Aus dem Leben gerissen - Schockstarre - von 100 auf 0: Die Corona-Krise trifft Seniorenbegegnungsstätten und Netzwerke wie die ZWAR-Gruppen in besonderem Maße. Bürgermeister Christoph Fleischhauer und die Leitstelle Älterwerden haben deshalb Anfang Juni zu einem Treffen eingeladen, um mehr über die aktuelle Situation zu erfahren und die Verantwortlichen auf dem Weg zurück in ein bisschen Normalität zu unterstützen. „Es hat mir körperlich wehgetan, nicht mehr helfen zu können", berichtete die ambulante Hospizbegleiterin Tanja Meissner. „Wir waren voll in unserem Programm und wurden wie aus dem Leben gerissen", erzählt Wolfgang Angerhausen vom „Netzwerk 55plus! Meerbeck". Das größte Problem: Wie erreicht und motiviert man die Seniorinnen und Senioren, damit man sie am Ende der Pandemie nicht gänzlich verliert oder Netzwerkgruppen zersplittern?

„Seien Sie mutig"

Aufgeben war für die engagierten Initiatoren der unterschiedlichen Angebote schließlich keine Option. Sie haben viele Ideen entwickelt: Balkongespräche, ein Distanzcafé mit speziellem Hygienekonzept, Postkarten- und Briefaktionen, Singen im Freien, Mutmach-Videos, Blumen verteilen und natürlich viele Telefonate. Auch moderne Kommunikation findet statt - über WhatsApp-Gruppen oder Tablets, die spontan angeschafft und Besuchern zur Verfügung gestellt wurden. Und nun der langsame Weg zurück: Man könne nicht so weitermachen wie bisher, so der Tenor. Im intensiveren Austausch wollen die Akteure nun weitere Konzepte für die Zukunft entwickeln. Die Stadt unterstützt sie dabei. „Das Mitmenschliche rückt jetzt bei den Lockerungen immer weiter in den Vordergrund.
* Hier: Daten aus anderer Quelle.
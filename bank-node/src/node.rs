//! Node runtime
//!
//! Wires ledger, transport, snapshot engine, listeners and generator for one
//! node and owns their lifecycle.

use crate::{
    config::{NodeConfig, Topology},
    generator::TransactionGenerator,
    handler::NodeHandler,
    Error, Result,
};
use ledger_core::{Ledger, NodeId};
use message_bus::{Listener, Transport};
use snapshot::{Collector, SnapshotEngine, SnapshotId};
use std::sync::Arc;
use std::time::Duration;
use tokio::sync::watch;
use tokio::task::JoinHandle;
use tracing::{error, info, warn};

/// How long shutdown waits for listener and generator tasks
const SHUTDOWN_GRACE: Duration = Duration::from_secs(5);

/// A running bank node
#[derive(Debug)]
pub struct BankNode {
    node: NodeId,
    ports: Vec<u16>,
    ledger: Arc<Ledger>,
    transport: Arc<Transport>,
    engine: Arc<SnapshotEngine>,
    collector: Option<Arc<Collector>>,
    shutdown: watch::Sender<bool>,
    tasks: Vec<JoinHandle<()>>,
}

impl BankNode {
    /// Bind every listener and start the generator
    ///
    /// Fails if the node is not in the topology or a port cannot be bound.
    pub async fn start(config: NodeConfig, topology: Topology) -> Result<Self> {
        config.ledger.validate()?;
        topology.validate()?;

        let node = config.node_id;
        let entry = topology
            .node(node)
            .ok_or_else(|| Error::Config(format!("node {} not in topology", node)))?;
        let layout = topology
            .layout(node)
            .ok_or_else(|| Error::Config(format!("node {} not in topology", node)))?;
        let ports = topology.listen_ports(node)?;

        let ledger = Arc::new(Ledger::new(config.ledger.initial_balance));
        let transport = Arc::new(
            Transport::new(node, topology.peers()).with_bind_host(config.bind_host.clone()),
        );

        let collector = (topology.collector == node)
            .then(|| Arc::new(Collector::new(topology.node_count())));

        let mut engine = SnapshotEngine::new(
            node,
            entry.neighbors.clone(),
            topology.collector,
            ledger.clone(),
            transport.clone(),
        );
        if let Some(collector) = &collector {
            engine = engine.with_collector(collector.clone());
        }
        let engine = Arc::new(engine);

        let handler = Arc::new(NodeHandler::new(
            layout,
            config.ledger.amounts,
            engine.clone(),
            collector.clone(),
        ));

        let (shutdown, stop) = watch::channel(false);
        let mut tasks = Vec::with_capacity(ports.len() + 1);

        for port in &ports {
            let inbound = match transport.listen(*port).await {
                Ok(inbound) => inbound,
                Err(e) => {
                    // release the ports bound so far
                    let _ = shutdown.send(true);
                    for task in tasks {
                        let _ = task.await;
                    }
                    return Err(e.into());
                }
            };

            let listener = Listener::new(inbound, stop.clone());
            let handler = handler.clone();
            tasks.push(tokio::spawn(async move {
                if let Err(e) = listener.run(handler).await {
                    error!(%node, "Listener failed: {}", e);
                }
            }));
        }

        if config.generator.enabled {
            let generator = TransactionGenerator::new(
                engine.clone(),
                transport.clone(),
                config.ledger.amounts,
                config.generator.clone(),
            );
            tasks.push(tokio::spawn(generator.run(stop.clone())));
        }

        info!(
            %node,
            balance = ledger.balance(),
            neighbors = ?entry.neighbors,
            ?ports,
            collector = collector.is_some(),
            "Bank node started"
        );

        Ok(Self {
            node,
            ports,
            ledger,
            transport,
            engine,
            collector,
            shutdown,
            tasks,
        })
    }

    /// Node index
    pub fn node(&self) -> NodeId {
        self.node
    }

    /// Ports this node listens on
    pub fn ports(&self) -> &[u16] {
        &self.ports
    }

    /// Local ledger
    pub fn ledger(&self) -> &Arc<Ledger> {
        &self.ledger
    }

    /// Snapshot engine
    pub fn engine(&self) -> &Arc<SnapshotEngine> {
        &self.engine
    }

    /// Report collector, on the collector node only
    pub fn collector(&self) -> Option<&Arc<Collector>> {
        self.collector.as_ref()
    }

    /// Start a snapshot from this node
    pub async fn trigger_snapshot(&self) -> Result<SnapshotId> {
        Ok(self.engine.initiate().await?)
    }

    /// Stop listeners and generator, then close every connection
    pub async fn shutdown(self) {
        info!(node = %self.node, "Shutting down bank node");
        let _ = self.shutdown.send(true);

        let join = join_tasks(self.tasks);
        if tokio::time::timeout(SHUTDOWN_GRACE, join).await.is_err() {
            warn!(node = %self.node, "Tasks did not stop before timeout");
        }

        self.transport.close_all().await;
        info!(node = %self.node, balance = self.ledger.balance(), "Bank node stopped");
    }
}

async fn join_tasks(tasks: Vec<JoinHandle<()>>) {
    for task in tasks {
        if let Err(e) = task.await {
            error!("Node task panicked: {}", e);
        }
    }
}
Und Sie entscheiden eigenverantwortlich", erklärte Bürgermeister Fleischhauer. „Aber haben Sie keine Angst vor falschen Entscheidungen. Wir bewegen uns langsam in die Richtung eines normalen Lebensrisikos. Bleiben Sie achtsam, aber seien Sie mutig."

Kontakt zur Pressestelle

Name Kontakt
Klaus Janczyk 0 28 41 / 201-336
Rathaus Moers, Rathausplatz 1
Raum 1.104
Thorsten Schroeder 0 28 41 / 201-338
Rathaus Moers, Rathausplatz 1
Raum 1.100

Diese Seite teilen:

.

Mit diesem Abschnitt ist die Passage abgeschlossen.